La société contre l'Etat 1
Le libéralisme, nous l'avons vu, se caractérise
par une critique du pouvoir en tant que sphère
hétérogène au corps social et à ses lois
propres. Or, un discours nous semble à ce propos
particulièrement significatif et révélateur de
l'idée qui sous-tend cette conception, l'idée de
régulation naturelle des rapports inter-sociaux; il s'agit de l'ouvrage
de Thomas Paine sur Les droits de l'homme faisant réponse
aux Réflexions sur la révolution de France de
Burke et à la défense de la continuité historique
que ce dernier défend à travers l'idée de
préjugé collectif.
Dans son ouvrage, Paine combat l'artificialité de
la médiation gouvernementale au profit du droit naturel de
l'homme. Selon le principe classique du libéralisme, il fonde
les droits civils à partir des droits naturels en montrant,
selon l'argument de la compétence sociale, que l'homme verse
à la société les droits naturels qu'il ne peut exercer par
lui-même. L'on retrouve cette idée, une quinzaine d'année
plus tard, chez Constant, pour qui " il y a une partie de l'existence humaine,
qui, de nécessité, reste individuelle et indépendante et
qui est,
de droit, hors de toute compétence sociale "2.
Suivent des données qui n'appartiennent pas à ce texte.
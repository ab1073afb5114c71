//! Thread-sampled scalar stream.
//!
//! A dedicated producer thread samples a [`ScalarSource`] at a fixed rate and
//! pushes `(timestamp, value)` pairs into the SPSC ring. A second thread
//! drains the ring periodically and appends CSV rows to
//! `<session_dir>/<name>/samples.csv`.

use async_trait::async_trait;
use std::fs::File;
use std::io::{BufWriter, Write};
use std::path::Path;
use std::sync::atomic::{AtomicBool, Ordering};
use std::sync::Arc;
use std::thread::{self, JoinHandle};
use std::time::Duration;
use tandem_core::{ring, Clock};

use super::CaptureResource;
use crate::error::CaptureError;

/// Default ring size: 32 seconds of headroom at 128 Hz.
pub const DEFAULT_RING_CAPACITY: usize = 4096;

const DRAIN_INTERVAL: Duration = Duration::from_millis(50);

/// Something that produces one scalar reading per call.
pub trait ScalarSource: Send + 'static {
    /// Take one reading at `now_ns`.
    fn sample(&mut self, now_ns: i64) -> f64;
}

/// Slowly oscillating skin-conductance-like signal, in microsiemens.
#[derive(Debug, Clone, Default)]
pub struct SyntheticGsr;

impl ScalarSource for SyntheticGsr {
    fn sample(&mut self, now_ns: i64) -> f64 {
        let t = now_ns as f64 / 1e9;
        2.0 + 0.5 * (2.0 * std::f64::consts::PI * 0.1 * t).sin()
    }
}

struct Running<S> {
    stop: Arc<AtomicBool>,
    producer: JoinHandle<S>,
    consumer: JoinHandle<Result<u64, std::io::Error>>,
}

/// A [`CaptureResource`] backed by a sampling thread and the ingestion ring.
pub struct SampledStream<S: ScalarSource> {
    name: String,
    rate_hz: f64,
    ring_capacity: usize,
    clock: Arc<dyn Clock>,
    source: Option<S>,
    running: Option<Running<S>>,
}

impl<S: ScalarSource> SampledStream<S> {
    /// Create a stream sampling `source` at `rate_hz`.
    pub fn new(name: &str, source: S, rate_hz: f64, clock: Arc<dyn Clock>) -> Self {
        Self {
            name: name.to_string(),
            rate_hz: if rate_hz > 0.0 { rate_hz } else { 1.0 },
            ring_capacity: DEFAULT_RING_CAPACITY,
            clock,
            source: Some(source),
            running: None,
        }
    }

    /// Override the ring capacity.
    pub fn with_ring_capacity(mut self, capacity: usize) -> Self {
        self.ring_capacity = capacity;
        self
    }

    fn sensor_error(&self, reason: impl Into<String>) -> CaptureError {
        CaptureError::Sensor {
            resource: self.name.clone(),
            reason: reason.into(),
        }
    }

    fn io_error(&self, source: std::io::Error) -> CaptureError {
        CaptureError::Io {
            resource: self.name.clone(),
            source,
        }
    }
}

#[async_trait]
impl<S: ScalarSource> CaptureResource for SampledStream<S> {
    fn name(&self) -> &str {
        &self.name
    }

    async fn prepare(&mut self, session_dir: &Path) -> Result<(), CaptureError> {
        if self.running.is_some() {
            return Err(self.sensor_error("already running"));
        }
        let mut source = self
            .source
            .take()
            .ok_or_else(|| self.sensor_error("source lost by a previous run"))?;

        let dir = session_dir.join(&self.name);
        let csv = std::fs::create_dir_all(&dir)
            .and_then(|_| File::create(dir.join("samples.csv")));
        let file = match csv {
            Ok(file) => file,
            Err(e) => {
                self.source = Some(source);
                return Err(self.io_error(e));
            }
        };

        let (mut tx, mut rx) = ring::channel(self.ring_capacity);
        let stop = Arc::new(AtomicBool::new(false));
        let producer_done = Arc::new(AtomicBool::new(false));
        let period = Duration::from_secs_f64(1.0 / self.rate_hz);

        let producer = {
            let stop = stop.clone();
            let done = producer_done.clone();
            let clock = self.clock.clone();
            thread::Builder::new()
                .name(format!("{}-sampler", self.name))
                .spawn(move || {
                    while !stop.load(Ordering::Acquire) {
                        let now = clock.now_ns();
                        tx.push(now, source.sample(now));
                        thread::sleep(period);
                    }
                    done.store(true, Ordering::Release);
                    source
                })
                .map_err(|e| self.io_error(e))?
        };

        let name = self.name.clone();
        let consumer = match thread::Builder::new()
            .name(format!("{}-drain", self.name))
            .spawn(move || {
                let mut out = BufWriter::new(file);
                writeln!(out, "timestamp_ns,value")?;
                let mut rows = 0u64;
                let mut batch = Vec::new();
                loop {
                    let finished = producer_done.load(Ordering::Acquire);
                    batch.clear();
                    rx.drain_into(&mut batch);
                    for s in &batch {
                        writeln!(out, "{},{}", s.timestamp_ns, s.value)?;
                    }
                    rows += batch.len() as u64;
                    if finished {
                        break;
                    }
                    thread::sleep(DRAIN_INTERVAL);
                }
                out.flush()?;
                if rx.dropped() > 0 {
                    tracing::warn!("{}: ring overran, {} samples dropped", name, rx.dropped());
                }
                Ok::<u64, std::io::Error>(rows)
            }) {
            Ok(handle) => handle,
            Err(e) => {
                stop.store(true, Ordering::Release);
                return Err(self.io_error(e));
            }
        };

        tracing::debug!("{}: sampling at {} Hz into {:?}", self.name, self.rate_hz, dir);
        self.running = Some(Running {
            stop,
            producer,
            consumer,
        });
        Ok(())
    }

    async fn finish(&mut self) -> Result<(), CaptureError> {
        let Some(running) = self.running.take() else {
            return Ok(());
        };
        running.stop.store(true, Ordering::Release);

        let joined = tokio::task::spawn_blocking(move || {
            let source = running.producer.join();
            let rows = running.consumer.join();
            (source, rows)
        })
        .await
        .map_err(|e| self.sensor_error(format!("join failed: {e}")))?;

        match joined {
            (Ok(source), Ok(Ok(rows))) => {
                self.source = Some(source);
                tracing::debug!("{}: wrote {} samples", self.name, rows);
                Ok(())
            }
            (Ok(source), Ok(Err(e))) => {
                self.source = Some(source);
                Err(self.io_error(e))
            }
            (Ok(source), Err(_)) => {
                self.source = Some(source);
                Err(self.sensor_error("drain thread panicked"))
            }
            (Err(_), _) => Err(self.sensor_error("sampler thread panicked")),
        }
    }
}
Dans cette perspective, le gouvernement naît par
en bas. La constitution est dès lors le fait du peuple
constituant le gouvernement3.
1 Dans son ouvrage La
société contre l'Etat, l'anthropologue Pierre Clastres
montre qu'au sein de certaines sociétés traditionnelles
d'Amérique du Sud, le pouvoir détenu par le Chef est un pouvoir
totalement symbolique qui n'implique en aucune façon une distinction
entre dominants et dominés; p. 11: " On se trouve confronté
à un énorme ensemble de sociétés où les
détenteurs de ce qu'ailleurs on nommerait pouvoir sont en fait sans
pouvoir,
où le politique se détermine comme champ
hors de toute coercition et de toute violence, hors de toute
subordination hiérarchique, où, en un mot ne se donne aucune
relation de commandement-obéissance". Le Chef
possède le pouvoir de la parole, mais seulement en tant
qu'acte ritualisé, sans pouvoir effectif. En contre partie,
la société fait peser sur chacun de ses membres un
pouvoir absolu mais parfaitement immanent dont le groupe
est l'objet; p. 180: " La propriété essentielle
de la société primitive, c'est d'exercer un pouvoir absolu et
complet sur tout ce qui la compose, c'est d'interdire l'autonomie de l'un
quelconque des sous-ensembles qui la constituent, c'est de maintenir tous les
mouvements intérieurs, conscients et inconscients, qui nourrissent la
vie sociale, dans
les limites et dans la direction voulues par la
société ". Bien entendu, l'analogie entre la
société primitive et l'autonomie de la société
moderne ne saurait être poursuivie très loin. Elle montre
néanmoins que l'absence d'un point central de domination,
détenteur des moyens coercitifs, contient l'affirmation d'un
pouvoir immanent coextensif qui, détenu par aucun, s'exerce sur tous,
mais sans référence directement extérieure et visible.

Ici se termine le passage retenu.